Gently Now... With love...

I woke up this morning not feeling very well. You see, I have Diabetes and I rage against the fact that I do. I get angry because I don’t drink, I don’t smoke, I don’t do drugs. Yet the worst place of attack is being “told” what I can and cannot eat?! That simply just won’t do!! So sometimes I don’t eat the things I should, or the way I should. Thankfully it is under control – for now. But you see, I know that if I don’t get in the habit of “pricking my finger” or “taking my medicine” one day that might not be the case. And Praise God we live in a time where we have better knowledge and know-how from our physicians on how to keep such an awful disease under control - much more so than in the days of old. But it requires obedience. So truly I have no excuse. Hmmm wondering if that could be another symptom of my “prodigal ways.” The wise and very transparent words of Paul from the book of Romans 7:15-20 (NIV version)
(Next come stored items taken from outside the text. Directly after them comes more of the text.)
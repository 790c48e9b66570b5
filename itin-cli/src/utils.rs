//! Utility functions for CLI operations.
//!
//! This module provides common utility functions used across CLI commands,
//! including configuration loading, database management, argument parsing,
//! and output format resolution.

use std::path::{Path, PathBuf};
use std::time::Duration;

use chrono::{NaiveDate, NaiveDateTime};
use clap::ValueEnum;
use itin::config::OutputFormat;
use itin::{Config, ConfigBuilder, Database, DatabaseConfig, EventCategory};

use crate::error::CliError;

/// Name of the database file inside the data directory.
const DATABASE_FILE: &str = "itin.db";

/// Global CLI options shared across all commands.
#[derive(Debug, Clone)]
#[allow(dead_code)] // Fields used via pattern matching in main.rs
pub struct GlobalOptions {
    /// Enable verbose output.
    pub verbose: bool,

    /// Suppress non-essential output.
    pub quiet: bool,

    /// Override the data directory location.
    pub data_dir: Option<PathBuf>,

    /// Override the default busy timeout (in seconds).
    pub busy_timeout: Option<u64>,

    /// Disable automatic database initialization.
    pub disable_autoinit: bool,
}

/// Output format argument shared by list and show commands.
///
/// Mirrors [`itin::config::OutputFormat`] so commands can accept `--format`
/// while the configuration file supplies the default.
#[derive(Debug, Clone, Copy, PartialEq, Eq, ValueEnum)]
#[value(rename_all = "lowercase")]
pub enum FormatArg {
    /// Human-readable table.
    Table,
    /// Pretty-printed JSON.
    Json,
    /// YAML document.
    Yaml,
    /// Comma-separated values.
    Csv,
}

impl From<OutputFormat> for FormatArg {
    fn from(format: OutputFormat) -> Self {
        match format {
            OutputFormat::Table => FormatArg::Table,
            OutputFormat::Json => FormatArg::Json,
            OutputFormat::Yaml => FormatArg::Yaml,
            OutputFormat::Csv => FormatArg::Csv,
        }
    }
}

/// Resolve the output format for a command.
///
/// Priority: `--format` flag > configuration file > table.
pub fn resolve_format(flag: Option<FormatArg>, config: &Config) -> FormatArg {
    flag.or_else(|| config.output_format.map(FormatArg::from))
        .unwrap_or(FormatArg::Table)
}

/// Event category argument shared by the event and suggest commands.
#[derive(Debug, Clone, Copy, PartialEq, Eq, ValueEnum)]
#[value(rename_all = "lowercase")]
pub enum CategoryArg {
    /// Sightseeing stop, museum visit, or other generic activity.
    Activity,
    /// Meal or food stop.
    Food,
    /// Overnight stay.
    Lodging,
    /// Local transit leg.
    Transit,
    /// Flight.
    Flight,
}

impl From<CategoryArg> for EventCategory {
    fn from(arg: CategoryArg) -> Self {
        match arg {
            CategoryArg::Activity => EventCategory::Activity,
            CategoryArg::Food => EventCategory::Food,
            CategoryArg::Lodging => EventCategory::Lodging,
            CategoryArg::Transit => EventCategory::Transit,
            CategoryArg::Flight => EventCategory::Flight,
        }
    }
}

/// Load hierarchical configuration.
///
/// Configuration is merged from multiple sources with precedence:
/// 1. Global options (highest priority)
/// 2. Environment variables
/// 3. Configuration files
/// 4. Built-in defaults (lowest priority)
pub fn load_configuration(global: &GlobalOptions) -> Result<Config, CliError> {
    let mut builder = ConfigBuilder::new();

    if let Some(ref data_dir) = global.data_dir {
        builder = builder.with_data_dir(data_dir);
    }

    builder.build().map_err(|e| CliError::Config(e.to_string()))
}

/// Resolve the database path from global options and configuration.
fn resolve_database_path(global: &GlobalOptions, config: &Config) -> Result<PathBuf, CliError> {
    // Priority: global option > configuration > default (~/.itin)
    let data_dir = match global.data_dir {
        Some(ref dir) => dir.clone(),
        None => config
            .resolved_data_dir()
            .map_err(|e| CliError::Config(e.to_string()))?,
    };

    Ok(data_dir.join(DATABASE_FILE))
}

/// Open database with configuration.
///
/// # Errors
///
/// Returns `NoDataDirectory` if the database doesn't exist and auto-init
/// is disabled.
pub fn open_database(global: &GlobalOptions, config: &Config) -> Result<Database, CliError> {
    let db_path = resolve_database_path(global, config)?;

    if !db_path.exists() && (global.disable_autoinit || config.autoinit_disabled()) {
        return Err(CliError::NoDataDirectory);
    }

    let mut db_config = DatabaseConfig::new(db_path);

    // Set busy timeout if specified
    if let Some(timeout_seconds) = global.busy_timeout {
        db_config = db_config.with_busy_timeout(Duration::from_secs(timeout_seconds));
    } else {
        db_config = db_config.with_busy_timeout(config.busy_timeout());
    }

    Database::open(db_config).map_err(CliError::from)
}

/// Shorten a path for display.
///
/// If the path is within the home directory, show it as ~/...
/// Otherwise, show the full path.
pub fn shorten_path(path: &Path) -> String {
    if let Some(home) = home::home_dir() {
        if let Ok(relative) = path.strip_prefix(&home) {
            return format!("~/{}", relative.display());
        }
    }
    path.display().to_string()
}

/// Parse a `YYYY-MM-DD` date argument.
///
/// Parsing here rather than in clap keeps date failures on the invalid
/// arguments exit code instead of clap's own.
pub fn parse_date(value: &str) -> Result<NaiveDate, CliError> {
    NaiveDate::parse_from_str(value, "%Y-%m-%d").map_err(|_| {
        CliError::InvalidArguments(format!("invalid date '{value}' (expected YYYY-MM-DD)"))
    })
}

/// Parse an `HH:MM` time argument against a specific day.
pub fn parse_time_on(day: NaiveDate, value: &str) -> Result<NaiveDateTime, CliError> {
    let time = chrono::NaiveTime::parse_from_str(value, "%H:%M").map_err(|_| {
        CliError::InvalidArguments(format!("invalid time '{value}' (expected HH:MM)"))
    })?;
    Ok(day.and_time(time))
}
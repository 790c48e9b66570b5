//! CLI structure and command definitions.
//!
//! This module defines the main CLI structure using clap's derive macros,
//! including global options and subcommands.

use crate::commands::{
    CompletionsCommand, EventCommand, InitCommand, ReorderCommand, SuggestCommand, TripCommand,
};
use clap::{Parser, Subcommand};
use std::path::PathBuf;

/// Command-line tool for planning trip itineraries.
#[derive(Parser)]
#[command(name = "itin")]
#[command(version, about = "Plan trip itineraries day by day", long_about = None)]
pub struct Cli {
    /// Enable verbose output
    #[arg(long, global = true)]
    pub verbose: bool,

    /// Suppress non-essential output
    #[arg(long, global = true)]
    pub quiet: bool,

    /// Override the data directory location
    #[arg(long, value_name = "PATH", global = true, env = "ITIN_DATA_DIR")]
    pub data_dir: Option<PathBuf>,

    /// Override the default busy timeout (in seconds)
    #[arg(long, value_name = "SECONDS", global = true, env = "ITIN_BUSY_TIMEOUT")]
    pub busy_timeout: Option<u64>,

    /// Disable automatic database initialization
    #[arg(long, global = true, env = "ITIN_DISABLE_AUTOINIT")]
    pub disable_autoinit: bool,

    #[command(subcommand)]
    pub command: Command,
}

/// Available CLI commands.
#[derive(Subcommand)]
pub enum Command {
    /// Initialize the data directory and database
    Init(InitCommand),

    /// Manage trips
    Trip(TripCommand),

    /// Manage itinerary events
    Event(EventCommand),

    /// Suggest start and end times for a new event
    Suggest(SuggestCommand),

    /// Reorder a trip's events and recompute their times
    Reorder(ReorderCommand),

    /// Generate shell completion scripts
    Completions(CompletionsCommand),
}
//! Library exports for itin-cli.
//!
//! This module exports the CLI structure for use by the build script
//! to generate man pages and other documentation.

pub mod cli;
pub mod commands;
pub mod error;
pub mod utils;

// Re-export CLI for build script
pub use cli::Cli;
//! Property-based tests for the scheduling walk.
//!
//! These tests focus on the invariants of the reorder pass: it is a
//! bijection over the trip's events, it preserves durations and pinned
//! starts, and it is deterministic.

use chrono::Duration;
use proptest::prelude::*;

use crate::database::test_util::{date, datetime, draft_event};
use crate::event::{Event, EventCategory};

use super::plan_reorder;

/// Builds a trip's worth of events from compact specs and a shuffled id
/// order. Events are sorted the way the reorder load returns them, timed
/// events first by start.
fn events_and_order() -> impl Strategy<Value = (Vec<Event>, Vec<i64>)> {
    prop::collection::vec(
        (0u32..1200, 0i64..=300, any::<bool>(), prop::bool::weighted(0.8)),
        1..8,
    )
    .prop_map(|specs| {
        let mut events: Vec<Event> = specs
            .iter()
            .enumerate()
            .map(|(i, &(start_minute, duration_minutes, pinned, timed))| {
                let start = datetime(2026, 5, 2, 0, 0) + Duration::minutes(i64::from(start_minute));
                let mut event = draft_event(
                    1,
                    EventCategory::Activity,
                    "prop",
                    start,
                    start + Duration::minutes(duration_minutes),
                );
                event.id = i as i64 + 1;
                event.pinned = pinned;
                if !timed {
                    event.start_time = None;
                    event.end_time = None;
                }
                event
            })
            .collect();
        events.sort_by_key(|e| (e.start_time.is_none(), e.start_time, e.id));
        events
    })
    .prop_flat_map(|events| {
        let ids: Vec<i64> = events.iter().map(|e| e.id).collect();
        (Just(events), Just(ids).prop_shuffle())
    })
}

proptest! {
    #![proptest_config(ProptestConfig {
        cases: 2000,
        .. ProptestConfig::default()
    })]

    // The result is exactly the requested permutation, nothing dropped or
    // invented
    #[test]
    fn reorder_returns_caller_order((events, order) in events_and_order()) {
        let planned = plan_reorder(events, &order, datetime(2026, 5, 2, 8, 0)).unwrap();

        let planned_ids: Vec<i64> = planned.iter().map(|e| e.id).collect();
        prop_assert_eq!(planned_ids, order);
    }

    // Every event comes out fully scheduled
    #[test]
    fn reorder_schedules_every_event((events, order) in events_and_order()) {
        let now = datetime(2026, 5, 2, 8, 0);
        let planned = plan_reorder(events, &order, now).unwrap();

        for event in &planned {
            prop_assert!(event.start_time.is_some());
            prop_assert!(event.end_time.is_some());
            prop_assert_eq!(event.updated_at, now);
        }
    }

    // Events that carried both times keep their length through the walk
    #[test]
    fn reorder_preserves_durations((events, order) in events_and_order()) {
        let original: Vec<(i64, Option<Duration>)> = events
            .iter()
            .map(|e| (e.id, e.duration()))
            .collect();

        let planned = plan_reorder(events, &order, datetime(2026, 5, 2, 8, 0)).unwrap();

        for (id, duration) in original {
            if let Some(duration) = duration {
                let event = planned.iter().find(|e| e.id == id).unwrap();
                prop_assert_eq!(event.duration(), Some(duration));
            }
        }
    }

    // A pinned event with a start time never moves
    #[test]
    fn reorder_keeps_pinned_starts((events, order) in events_and_order()) {
        let pinned_starts: Vec<(i64, chrono::NaiveDateTime)> = events
            .iter()
            .filter(|e| e.pinned)
            .filter_map(|e| e.start_time.map(|start| (e.id, start)))
            .collect();

        let planned = plan_reorder(events, &order, datetime(2026, 5, 2, 8, 0)).unwrap();

        for (id, start) in pinned_starts {
            let event = planned.iter().find(|e| e.id == id).unwrap();
            prop_assert_eq!(event.start_time, Some(start));
        }
    }

    // Same inputs, same schedule
    #[test]
    fn reorder_deterministic((events, order) in events_and_order()) {
        let now = datetime(2026, 5, 2, 8, 0);
        let first = plan_reorder(events.clone(), &order, now).unwrap();
        let second = plan_reorder(events, &order, now).unwrap();
        prop_assert_eq!(first, second);
    }

    // An id list of the wrong length is always rejected
    #[test]
    fn reorder_rejects_short_id_list((events, order) in events_and_order()) {
        let short = &order[..order.len() - 1];
        let result = plan_reorder(events, short, datetime(2026, 5, 2, 8, 0));
        prop_assert!(result.is_err());
    }

    // Suggested slots always start at or after 09:00 and respect the
    // category duration
    #[test]
    fn suggest_end_follows_duration(
        end_minute in 0u32..1200,
        timed in any::<bool>(),
    ) {
        let day = date(2026, 5, 2);
        let mut event = draft_event(
            1,
            EventCategory::Activity,
            "prop",
            datetime(2026, 5, 2, 0, 0),
            datetime(2026, 5, 2, 0, 0) + Duration::minutes(i64::from(end_minute)),
        );
        if !timed {
            event.start_time = None;
            event.end_time = None;
        }

        let suggested = super::suggest_times(&[event], day, EventCategory::Food);
        prop_assert_eq!(suggested.end - suggested.start, Duration::minutes(90));
    }
}
//! Comprehensive integration tests for global CLI options.
//!
//! These tests verify global flags and environment variables that affect
//! all commands, including:
//! - --verbose flag
//! - --quiet flag
//! - --data-dir override
//! - --busy-timeout override
//! - --disable-autoinit flag
//! - Environment variable handling (ITIN_DATA_DIR, ITIN_BUSY_TIMEOUT, etc.)
//! - Configuration file handling (user config.yaml, project itin.yaml)
//! - Precedence rules (CLI flags > env vars > project file > user file)

mod common;

use common::TestEnv;
use predicates::prelude::*;
use std::fs;

// ============================================================================
// Verbose Flag Tests
// ============================================================================

/// Test that --verbose doesn't disturb machine-readable output.
///
/// Verbose diagnostics go to stderr, so stdout must stay parseable.
#[test]
fn test_verbose_flag_accepted() {
    let env = TestEnv::new();

    let output = env
        .command()
        .arg("--verbose")
        .arg("trip")
        .arg("add")
        .arg("Lisbon")
        .arg("Portugal")
        .arg("--start")
        .arg("2026-05-01")
        .arg("--end")
        .arg("2026-05-10")
        .output()
        .expect("Failed to run trip add");

    assert!(output.status.success());

    let stdout = String::from_utf8(output.stdout).unwrap();
    assert!(
        stdout.trim().parse::<i64>().is_ok(),
        "Stdout should still carry the bare trip id: {stdout}"
    );
}

/// Test --verbose works with listing commands.
#[test]
fn test_verbose_flag_works_with_commands() {
    let env = TestEnv::new();
    let trip_id = env.add_trip_simple();

    env.command()
        .arg("--verbose")
        .arg("trip")
        .arg("list")
        .assert()
        .success();

    env.command()
        .arg("--verbose")
        .arg("event")
        .arg("list")
        .arg(trip_id.to_string())
        .assert()
        .success();
}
“I do not understand what I do. For what I want to do, I do not do. But what I hate, I do. And if I do what I do not want to do, I agree that the law is good. As it is, it is no longer I myself who do it, but it is sin living in me. I know that nothing good lives in me, that is in my sinful nature, for I have the desire to do what is good, but I cannot carry it out. For what I do is not the good I want to do; no, the evil I do not want to do – this I keep on doing. Now if I do what I do not want to do, it is no longer I who do it, but it is sin living in me that does it. So I find this law at work: When I want to do good, evil is right there with me. For in my inner being I delight in God’s law. But I see another law at work in the members of my body, waging war against the law of my mind and making me a prisoner of the law of sin at work within my members. What a wretched man I am! Who will rescue me from this body of death? Thanks be to God through Jesus Christ our Lord! So then, I myself in my mind am a slave to God’s law, but in the sinful nature of a slave to the law of sin."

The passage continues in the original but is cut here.